Alguns benefícios de utilizar **XPath**:
* Mais fácil de navegar pelo DOM
* Mais sofisticado e mais poderoso que o CSS Selector e as Regular Expressions
* Mais funções integradas e extensíveis
* Amplamente suportado por outras bibliotecas e plataformas de Scraping

O Xpath contém sete modelos de dados:
* nó raiz (mais elevado)
* nó elemento (\<a>..\</a>)
* nó atributo (href='example.html')
* nó texto ('this is a text')
* nó comentário (<!-- um comentário -->)
* nó namespace
* nó de processamento de instrução

XPath pode retornar diferentes tipos de dados:
* strings
* booleanos
* numéricos
* conjunto de nó (mais comum)

In [18]:
from lxml import html
import requests

page_html = requests.get('http://localhost:8080/planets.html').text

# Carregando o Html no lxml etree

tree = html.fromstring(page_html)


[tr for tr in tree.xpath("/html/body/div/table/tr")]

[<Element tr at 0x2d85ba836f0>,
 <Element tr at 0x2d85ba833d0>,
 <Element tr at 0x2d85ba835b0>,
 <Element tr at 0x2d85baadbc0>,
 <Element tr at 0x2d85baae570>,
 <Element tr at 0x2d85baae5c0>,
 <Element tr at 0x2d85baae660>,
 <Element tr at 0x2d85baae6b0>,
 <Element tr at 0x2d85baae110>,
 <Element tr at 0x2d85baae340>,
 <Element tr at 0x2d85baae2a0>]

In [20]:
from lxml import etree
[etree.tostring(tr)[:50] for tr in tree.xpath('/html/body/div/table/tr')]

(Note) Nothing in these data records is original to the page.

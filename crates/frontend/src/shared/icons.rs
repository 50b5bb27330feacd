use leptos::prelude::*;

/// Inner SVG markup of the stroke icons (24x24 viewBox)
fn icon_body(name: &str) -> &'static str {
    match name {
        "bot" => r#"<path d="M12 8V4H8"/><rect x="4" y="8" width="16" height="12" rx="2"/><path d="M2 14h2"/><path d="M20 14h2"/><path d="M15 13v2"/><path d="M9 13v2"/>"#,
        "package" => r#"<path d="M21 16V8a2 2 0 0 0-1-1.73l-7-4a2 2 0 0 0-2 0l-7 4A2 2 0 0 0 3 8v8a2 2 0 0 0 1 1.73l7 4a2 2 0 0 0 2 0l7-4A2 2 0 0 0 21 16z"/><path d="M3.27 6.96 12 12l8.73-5.04"/><path d="M12 22V12"/>"#,
        "truck" => r#"<path d="M14 18V6a2 2 0 0 0-2-2H4a2 2 0 0 0-2 2v11a1 1 0 0 0 1 1h2"/><path d="M15 18H9"/><path d="M19 18h2a1 1 0 0 0 1-1v-3.65a1 1 0 0 0-.22-.62L18.3 9.38a1 1 0 0 0-.78-.38H14"/><circle cx="17" cy="18" r="2"/><circle cx="7" cy="18" r="2"/>"#,
        "bar-chart" => r#"<path d="M3 3v18h18"/><path d="M18 17V9"/><path d="M13 17V5"/><path d="M8 17v-3"/>"#,
        "users" => r#"<path d="M17 21v-2a4 4 0 0 0-4-4H7a4 4 0 0 0-4 4v2"/><circle cx="9" cy="7" r="4"/><path d="M23 21v-2a4 4 0 0 0-3-3.87"/><path d="M16 3.13a4 4 0 0 1 0 7.75"/>"#,
        "user" => r#"<path d="M19 21v-2a4 4 0 0 0-4-4H9a4 4 0 0 0-4 4v2"/><circle cx="12" cy="7" r="4"/>"#,
        "user-plus" => r#"<path d="M16 21v-2a4 4 0 0 0-4-4H6a4 4 0 0 0-4 4v2"/><circle cx="9" cy="7" r="4"/><path d="M19 8v6"/><path d="M22 11h-6"/>"#,
        "target" => r#"<circle cx="12" cy="12" r="10"/><circle cx="12" cy="12" r="6"/><circle cx="12" cy="12" r="2"/>"#,
        "dollar-sign" => r#"<path d="M12 1v22"/><path d="M17 5H9.5a3.5 3.5 0 0 0 0 7h5a3.5 3.5 0 0 1 0 7H6"/>"#,
        "file-text" => r#"<path d="M14 2H6a2 2 0 0 0-2 2v16a2 2 0 0 0 2 2h12a2 2 0 0 0 2-2V8z"/><path d="M14 2v6h6"/><path d="M16 13H8"/><path d="M16 17H8"/>"#,
        "settings" => r#"<circle cx="12" cy="12" r="3"/><path d="M19.4 15a1.65 1.65 0 0 0 .33 1.82l.06.06a2 2 0 1 1-2.83 2.83l-.06-.06a1.65 1.65 0 0 0-1.82-.33 1.65 1.65 0 0 0-1 1.51V21a2 2 0 1 1-4 0v-.09a1.65 1.65 0 0 0-1-1.51 1.65 1.65 0 0 0-1.82.33l-.06.06a2 2 0 1 1-2.83-2.83l.06-.06a1.65 1.65 0 0 0 .33-1.82 1.65 1.65 0 0 0-1.51-1H3a2 2 0 1 1 0-4h.09a1.65 1.65 0 0 0 1.51-1 1.65 1.65 0 0 0-.33-1.82l-.06-.06a2 2 0 1 1 2.83-2.83l.06.06a1.65 1.65 0 0 0 1.82.33H9a1.65 1.65 0 0 0 1-1.51V3a2 2 0 1 1 4 0v.09a1.65 1.65 0 0 0 1 1.51 1.65 1.65 0 0 0 1.82-.33l.06-.06a2 2 0 1 1 2.83 2.83l-.06.06a1.65 1.65 0 0 0-.33 1.82V9a1.65 1.65 0 0 0 1.51 1H21a2 2 0 1 1 0 4h-.09a1.65 1.65 0 0 0-1.51 1z"/>"#,
        "search" => r#"<circle cx="11" cy="11" r="8"/><path d="m21 21-4.35-4.35"/>"#,
        "shield" => r#"<path d="M12 22s8-4 8-10V5l-8-3-8 3v7c0 6 8 10 8 10z"/>"#,
        "lock" => r#"<rect x="3" y="11" width="18" height="11" rx="2"/><path d="M7 11V7a5 5 0 0 1 10 0v4"/>"#,
        "eye" => r#"<path d="M1 12s4-8 11-8 11 8 11 8-4 8-11 8-11-8-11-8z"/><circle cx="12" cy="12" r="3"/>"#,
        "eye-off" => r#"<path d="M17.94 17.94A10.07 10.07 0 0 1 12 20c-7 0-11-8-11-8a18.45 18.45 0 0 1 5.06-5.94"/><path d="M9.9 4.24A9.12 9.12 0 0 1 12 4c7 0 11 8 11 8a18.5 18.5 0 0 1-2.16 3.19"/><path d="m1 1 22 22"/>"#,
        "bell" => r#"<path d="M18 8A6 6 0 0 0 6 8c0 7-3 9-3 9h18s-3-2-3-9"/><path d="M13.73 21a2 2 0 0 1-3.46 0"/>"#,
        "log-out" => r#"<path d="M9 21H5a2 2 0 0 1-2-2V5a2 2 0 0 1 2-2h4"/><path d="m16 17 5-5-5-5"/><path d="M21 12H9"/>"#,
        "panel-left" => r#"<rect x="3" y="3" width="18" height="18" rx="2"/><path d="M9 3v18"/>"#,
        "send" => r#"<path d="m22 2-7 20-4-9-9-4z"/><path d="M22 2 11 13"/>"#,
        "sparkles" => r#"<path d="m12 3-1.9 5.8a2 2 0 0 1-1.3 1.3L3 12l5.8 1.9a2 2 0 0 1 1.3 1.3L12 21l1.9-5.8a2 2 0 0 1 1.3-1.3L21 12l-5.8-1.9a2 2 0 0 1-1.3-1.3z"/>"#,
        "check-circle" => r#"<path d="M22 11.08V12a10 10 0 1 1-5.93-9.14"/><path d="M22 4 12 14.01l-3-3"/>"#,
        "clock" => r#"<circle cx="12" cy="12" r="10"/><path d="M12 6v6l4 2"/>"#,
        "alert-circle" => r#"<circle cx="12" cy="12" r="10"/><path d="M12 8v4"/><path d="M12 16h.01"/>"#,
        "map-pin" => r#"<path d="M21 10c0 7-9 13-9 13s-9-6-9-13a9 9 0 0 1 18 0z"/><circle cx="12" cy="10" r="3"/>"#,
        "calendar" => r#"<rect x="3" y="4" width="18" height="18" rx="2"/><path d="M16 2v4"/><path d="M8 2v4"/><path d="M3 10h18"/>"#,
        "external-link" => r#"<path d="M18 13v6a2 2 0 0 1-2 2H5a2 2 0 0 1-2-2V8a2 2 0 0 1 2-2h6"/><path d="M15 3h6v6"/><path d="M10 14 21 3"/>"#,
        "trending-up" => r#"<path d="m23 6-9.5 9.5-5-5L1 18"/><path d="M17 6h6v6"/>"#,
        "globe" => r#"<circle cx="12" cy="12" r="10"/><path d="M2 12h20"/><path d="M12 2a15.3 15.3 0 0 1 4 10 15.3 15.3 0 0 1-4 10 15.3 15.3 0 0 1-4-10 15.3 15.3 0 0 1 4-10z"/>"#,
        "star" => r#"<path d="m12 2 3.09 6.26L22 9.27l-5 4.87 1.18 6.88L12 17.77l-6.18 3.25L7 14.14 2 9.27l6.91-1.01z"/>"#,
        "mail" => r#"<rect x="2" y="4" width="20" height="16" rx="2"/><path d="m22 7-10 6L2 7"/>"#,
        "edit" => r#"<path d="M11 4H4a2 2 0 0 0-2 2v14a2 2 0 0 0 2 2h14a2 2 0 0 0 2-2v-7"/><path d="M18.5 2.5a2.12 2.12 0 0 1 3 3L12 15l-4 1 1-4z"/>"#,
        "trash" => r#"<path d="M3 6h18"/><path d="M19 6v14a2 2 0 0 1-2 2H7a2 2 0 0 1-2-2V6"/><path d="M8 6V4a2 2 0 0 1 2-2h4a2 2 0 0 1 2 2v2"/>"#,
        "more-horizontal" => r#"<circle cx="12" cy="12" r="1"/><circle cx="19" cy="12" r="1"/><circle cx="5" cy="12" r="1"/>"#,
        "shopping-cart" => r#"<circle cx="9" cy="21" r="1"/><circle cx="20" cy="21" r="1"/><path d="M1 1h4l2.68 12.39a2 2 0 0 0 2 1.61h7.72a2 2 0 0 0 2-1.61L23 6H6"/>"#,
        _ => r#"<circle cx="12" cy="12" r="9"/>"#,
    }
}

pub fn icon(name: &str) -> AnyView {
    let body = icon_body(name);
    view! {
        <svg
            class=format!("icon icon-{}", name)
            width="16"
            height="16"
            viewBox="0 0 24 24"
            fill="none"
            stroke="currentColor"
            stroke-width="2"
            stroke-linecap="round"
            stroke-linejoin="round"
            aria-hidden="true"
            inner_html=body
        ></svg>
    }
    .into_any()
}

#[cfg(test)]
mod tests {
    use super::*;

    #[test]
    fn test_unknown_icon_falls_back_to_circle() {
        assert_eq!(icon_body("no-such-icon"), r#"<circle cx="12" cy="12" r="9"/>"#);
        assert!(icon_body("truck").contains("circle"));
    }
}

[b'<tr id="planetHeader">&#13;\n                <th>&#',
 b'<tr id="planet1" class="planet" name="Mercury">&#1',
 b'<tr id="planet2" class="planet" name="Venus">&#13;',
 b'<tr id="planet3" class="planet" name="Earth">&#13;',
 b'<tr id="planet4" class="planet" name="Mars">&#13;\n',
 b'<tr id="planet5" class="planet" name="Jupiter">&#1',
 b'<tr id="planet6" class="planet" name="Saturn">&#13',
 b'<tr id="planet7" class="planet" name="Uranus">&#13',
 b'<tr id="planet8" class="planet" name="Neptune">&#1',
 b'<tr id="planet9" class="planet" name="Pluto">&#13;',
 b'<tr id="footerRow">&#13;\n                <td>&#13;']

In [21]:
[etree.tostring(tr)[:50] for tr in tree.xpath("/html/body/div/table/tr[@class='planet']")] # Capturando apenas os valores de Planetas.

[b'<tr id="planet1" class="planet" name="Mercury">&#1',
 b'<tr id="planet2" class="planet" name="Venus">&#13;',
 b'<tr id="planet3" class="planet" name="Earth">&#13;',
 b'<tr id="planet4" class="planet" name="Mars">&#13;\n',
 b'<tr id="planet5" class="planet" name="Jupiter">&#1',
 b'<tr id="planet6" class="planet" name="Saturn">&#13',
 b'<tr id="planet7" class="planet" name="Uranus">&#13',
 b'<tr id="planet8" class="planet" name="Neptune">&#1',
 b'<tr id="planet9" class="planet" name="Pluto">&#13;']

In [23]:
[etree.tostring(tr)[:50] for tr in tree.xpath("/html/body/div[1]/table/tr")] # Capturando apenas os valores da 1ª Div.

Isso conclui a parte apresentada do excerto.